Whether you’re sporting multiple monitors, big monitors, or both, having a lot of screen real estate is a wonderful problem to have. What applications do you use to make the most of your big screen(s)?

Having a large or wide screen monitor is great but in many instances the space isn’t used effectively by default. A full screen web browser at 1600px across, for instance, will give you a lot of empty space because web pages aren’t designed for wide screen browsing. I just upgraded from 4:3 monitors to 16:9 monitors—see photo above—and I’m having to find new ways to use that extra space.

We want to hear about the applications you use to take advantage of having a large screen and how they help you. Do use applications for remembering window positions, rapidly resizing, maintaining virtual desktops for work and play, or other neat tricks? Let’s hear about it in the comments.

Discuss

(8 Comments)
  • [–]

    John Cox

    Saturday, December 5, 2009 at 12:53 PM

    Now runnig 4 x 1680 x 1050 (3 x 20″ dells mounted on an Ergotron stand plus laptop screen). I use Ultramon with the smart taskbar feature, and some remapping of the mouse search button to make an app jump screens.

    Love to hear other thoughts on apps. How about something like the native Windows 7 resize to half screeen – that works on the edges of the screens not just the edges of the desktop.

  • [–]

    roid

    Saturday, December 5, 2009 at 5:52 PM

    I tend to open youtube videos in a browser window on my LEFT (so i can overlay windows ontop of it and only have the actual video space itself viewable).
    And things i need to read (such as lifehacker) on the RIGHT.

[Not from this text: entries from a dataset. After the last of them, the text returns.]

//! Encyclopedia summary of a fixed current-events page. The question does
//! not change the request; the page is only useful while it is fresh.

use async_trait::async_trait;
use chrono::{DateTime, Utc};
use serde::Deserialize;

use super::{NewsSourceAdapter, SourceKind};
use crate::error::Result;
use crate::extract::collapse_whitespace;
use crate::http::{ensure_success, NEWS_CLIENT};
use crate::news::{NewsItem, Query, RecencyWindow};

#[derive(Debug, Deserialize)]
struct PageSummary {
    title: Option<String>,
    extract: Option<String>,
    timestamp: Option<DateTime<Utc>>,
    content_urls: Option<ContentUrls>,
}

#[derive(Debug, Deserialize)]
struct ContentUrls {
    desktop: Option<PageUrls>,
}

#[derive(Debug, Deserialize)]
struct PageUrls {
    page: Option<String>,
}

pub struct WikipediaSource {
    base_url: String,
    page: String,
}

impl WikipediaSource {
    pub fn new(base_url: String, page: String) -> Self {
        WikipediaSource { base_url, page }
    }
}

#[async_trait]
impl NewsSourceAdapter for WikipediaSource {
    fn name(&self) -> &'static str {
        SourceKind::Wikipedia.as_str()
    }

    async fn search(&self, _query: &Query, window: &RecencyWindow) -> Result<Vec<NewsItem>> {
        let url = format!(
            "{}/page/summary/{}",
            self.base_url.trim_end_matches('/'),
            self.page.replace(' ', "_")
        );

        let response = NEWS_CLIENT.get(&url).send().await?;
        let summary: PageSummary = ensure_success(self.name(), response)?.json().await?;

        let extract = summary.extract.map(|e| collapse_whitespace(&e)).unwrap_or_default();
        if extract.is_empty() {
            return Ok(Vec::new());
        }
        if summary.timestamp.is_some_and(|edited| !window.admits(edited)) {
            return Ok(Vec::new());
        }

        let title = summary.title.unwrap_or_else(|| self.page.replace('_', " "));
        let url = summary
            .content_urls
            .and_then(|urls| urls.desktop)
            .and_then(|desktop| desktop.page)
            .unwrap_or_default();

        Ok(vec![NewsItem::new(format!("Wikipedia: {}", title), url, extract)])
    }
}
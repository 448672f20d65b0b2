//! Best-effort text extraction from feed and search-page bodies.
//!
//! Feeds are pulled apart with regular expressions rather than a strict XML
//! parser: the feeds in question routinely embed escaped HTML and CDATA, and
//! a partially broken document should still yield whatever items it has.

use chrono::{DateTime, Utc};
use once_cell::sync::Lazy;
use regex::Regex;
use reqwest::Url;
use scraper::{ElementRef, Html, Selector};

use crate::news::NewsItem;

static ITEM_RE: Lazy<Regex> = Lazy::new(|| {
    Regex::new(r"(?is)<item\b[^>]*>(.*?)</item>").expect("Failed to compile item regex")
});
static TITLE_RE: Lazy<Regex> = Lazy::new(|| {
    Regex::new(r"(?is)<title\b[^>]*>(.*?)</title>").expect("Failed to compile title regex")
});
static LINK_RE: Lazy<Regex> = Lazy::new(|| {
    Regex::new(r"(?is)<link\b[^>]*>(.*?)</link>").expect("Failed to compile link regex")
});
static DESCRIPTION_RE: Lazy<Regex> = Lazy::new(|| {
    Regex::new(r"(?is)<description\b[^>]*>(.*?)</description>").expect("Failed to compile description regex")
});
static PUB_DATE_RE: Lazy<Regex> = Lazy::new(|| {
    Regex::new(r"(?is)<pubDate\b[^>]*>(.*?)</pubDate>").expect("Failed to compile pubDate regex")
});
static CDATA_RE: Lazy<Regex> = Lazy::new(|| {
    Regex::new(r"(?s)<!\[CDATA\[(.*?)\]\]>").expect("Failed to compile CDATA regex")
});
static TAG_RE: Lazy<Regex> = Lazy::new(|| {
    Regex::new(r"(?s)</?[a-zA-Z!][^<>]*>").expect("Failed to compile tag regex")
});
static NUMERIC_ENTITY_RE: Lazy<Regex> = Lazy::new(|| {
    Regex::new(r"&#(x[0-9a-fA-F]+|[0-9]+);").expect("Failed to compile entity regex")
});

static RESULT_SELECTOR: Lazy<Selector> = Lazy::new(|| {
    Selector::parse(".result:not(.result--ad)").expect("Failed to parse result selector")
});
static RESULT_LINK_SELECTOR: Lazy<Selector> = Lazy::new(|| {
    Selector::parse("a.result__a").expect("Failed to parse result link selector")
});
static RESULT_SNIPPET_SELECTOR: Lazy<Selector> = Lazy::new(|| {
    Selector::parse(".result__snippet").expect("Failed to parse result snippet selector")
});

/// A feed item together with its parsed publish time, if it had one.
#[derive(Debug, Clone)]
pub struct FeedEntry {
    pub item: NewsItem,
    pub published: Option<DateTime<Utc>>,
}

/// Pulls `<item>` entries out of an RSS body. Items without a title and the
/// feed's own "Google News" boilerplate entries are skipped.
pub fn extract_feed_items(xml: &str) -> Vec<FeedEntry> {
    ITEM_RE
        .captures_iter(xml)
        .filter_map(|caps| {
            let body = caps.get(1)?.as_str();

            let title = field(&TITLE_RE, body).map(|t| html_to_text(&t)).unwrap_or_default();
            if title.is_empty() || title.contains("Google News") {
                return None;
            }

            let url = field(&LINK_RE, body).map(|l| l.trim().to_string()).unwrap_or_default();
            let snippet = field(&DESCRIPTION_RE, body).map(|d| html_to_text(&d)).unwrap_or_default();
            let published = field(&PUB_DATE_RE, body).and_then(|d| parse_rfc2822(&d));

            Some(FeedEntry {
                item: NewsItem::new(title, url, snippet),
                published,
            })
        })
        .collect()
}

fn field(re: &Regex, body: &str) -> Option<String> {
    re.captures(body)
        .and_then(|caps| caps.get(1))
        .map(|m| strip_cdata(m.as_str()))
}

fn parse_rfc2822(raw: &str) -> Option<DateTime<Utc>> {
    DateTime::parse_from_rfc2822(raw.trim())
        .ok()
        .map(|d| d.with_timezone(&Utc))
}

/// Reads organic results out of a search-engine HTML results page.
pub fn extract_html_results(html: &str) -> Vec<NewsItem> {
    let document = Html::parse_document(html);

    document
        .select(&RESULT_SELECTOR)
        .filter_map(|result| {
            let link = result.select(&RESULT_LINK_SELECTOR).next()?;
            let title = element_text(link);
            if title.is_empty() {
                return None;
            }

            let url = link.value().attr("href").map(resolve_result_href).unwrap_or_default();
            let snippet = result
                .select(&RESULT_SNIPPET_SELECTOR)
                .next()
                .map(element_text)
                .unwrap_or_default();

            Some(NewsItem::new(title, url, snippet))
        })
        .collect()
}

fn element_text(element: ElementRef<'_>) -> String {
    collapse_whitespace(&element.text().collect::<Vec<_>>().join(" "))
}

/// Result links are redirect URLs carrying the target in `uddg`.
fn resolve_result_href(href: &str) -> String {
    let absolute = if href.starts_with("//") {
        format!("https:{}", href)
    } else {
        href.to_string()
    };

    match Url::parse(&absolute) {
        Ok(parsed) => parsed
            .query_pairs()
            .find(|(key, _)| key == "uddg")
            .map(|(_, target)| target.into_owned())
            .unwrap_or(absolute),
        Err(_) => absolute,
    }
}

pub fn strip_cdata(text: &str) -> String {
    CDATA_RE.replace_all(text, "$1").into_owned()
}

/// Decodes the handful of named entities feeds actually use, plus numeric ones.
pub fn decode_entities(text: &str) -> String {
    let numeric = NUMERIC_ENTITY_RE.replace_all(text, |caps: &regex::Captures<'_>| {
        let raw = &caps[1];
        let code = match raw.strip_prefix('x').or_else(|| raw.strip_prefix('X')) {
            Some(hex) => u32::from_str_radix(hex, 16).ok(),
            None => raw.parse::<u32>().ok(),
        };
        code.and_then(char::from_u32)
            .map(String::from)
            .unwrap_or_else(|| caps[0].to_string())
    });

    numeric
        .replace("&nbsp;", " ")
        .replace("&lt;", "<")
        .replace("&gt;", ">")
        .replace("&quot;", "\"")
        .replace("&apos;", "'")
        .replace("&amp;", "&")
}

pub fn strip_tags(html: &str) -> String {
    TAG_RE.replace_all(html, " ").into_owned()
}

/// Plain text from a fragment that may be escaped HTML, real HTML, or both.
/// Bare `<` and `>` in text survive; only tag-shaped runs are removed.
pub fn html_to_text(fragment: &str) -> String {
    let once = decode_entities(&strip_tags(fragment));
    // Escaped markup only becomes visible after the first decode.
    if TAG_RE.is_match(&once) {
        collapse_whitespace(&decode_entities(&strip_tags(&once)))
    } else {
        collapse_whitespace(&once)
    }
}

pub fn collapse_whitespace(text: &str) -> String {
    let mut result = String::with_capacity(text.len());
    for word in text.split_whitespace() {
        if !result.is_empty() {
            result.push(' ');
        }
        result.push_str(word);
    }
    result
}
use tokio::net::TcpListener;
use tracing::info;
use tracing_subscriber::{fmt, EnvFilter};
use news_chat_compare::{
    config::Config,
    api::routes::create_router,
    AppState,
};

#[tokio::main]
async fn main() -> Result<(), Box<dyn std::error::Error>> {
    let filter = EnvFilter::try_from_default_env().unwrap_or_else(|_| EnvFilter::new("info"));
    fmt().with_env_filter(filter).with_target(true).init();

    // Load configuration
    let config = Config::load()?;
    let server_addr = config.server_addr;

    let app_state = AppState::new(config);
    info!(
        sources = ?app_state.chat.resolver().source_names(),
        template = %app_state.config.template,
        topic_gate = app_state.config.topic_gate,
        "configuration loaded"
    );

    let app = create_router(app_state);

    let listener = TcpListener::bind(server_addr).await?;

    info!("Listening on {}", server_addr);
    axum::serve(listener, app).await?;

    Ok(())
}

    I will read until a video has cached enough, then switch over.

  • [–]

    Matthew Bowerman

    Saturday, December 5, 2009 at 6:43 PM

    GridMove (Lifehacker has addressed this tiny, indispensable application before) is a must-have for quickly and accurately resizing windows. For simple things, Windows 7′s new feature might be sufficient; for greater complexity or control, GridMove is the way to go.

  • [–]

    minhtam

    Saturday, December 5, 2009 at 10:27 PM

    UltraMon and WinSplit Revolution, both Lifehacker featured, are an excellent combination that has served me for years.

  • [–]

    John Cox

    Saturday, December 5, 2009 at 11:40 PM

    Oooh yes, loving WinSplit Revolution, thanks for the heads up.

  • [–]

    cam

    Sunday, December 6, 2009 at 2:08 AM

    i use a 36inch monitor but on only 1360*768 resolution looks great about 2 feet in front of me

  • [–]

    Stephen Gore

    Monday, December 7, 2009 at 8:50 AM

    DisplayFusion is what I’ve been using for year. I agree that Win 7 will probably make some of what I use it for (i.e. maximised window dragging between windows) redundant.

  • [–]

    ian

    Monday, December 7, 2009 at 5:46 PM

    working on up to 3 to 6 screens (depends on the day), which are between 3-5 computers, use Synergy to control them all with one keyboard and one mouse.
    roll the most off the screen, and onto the monitor of another pc, and that’s where the controls go. Will even cross from vista/xp/linux/mac, just point at the pc you want to control. (haven’t used on mac myself).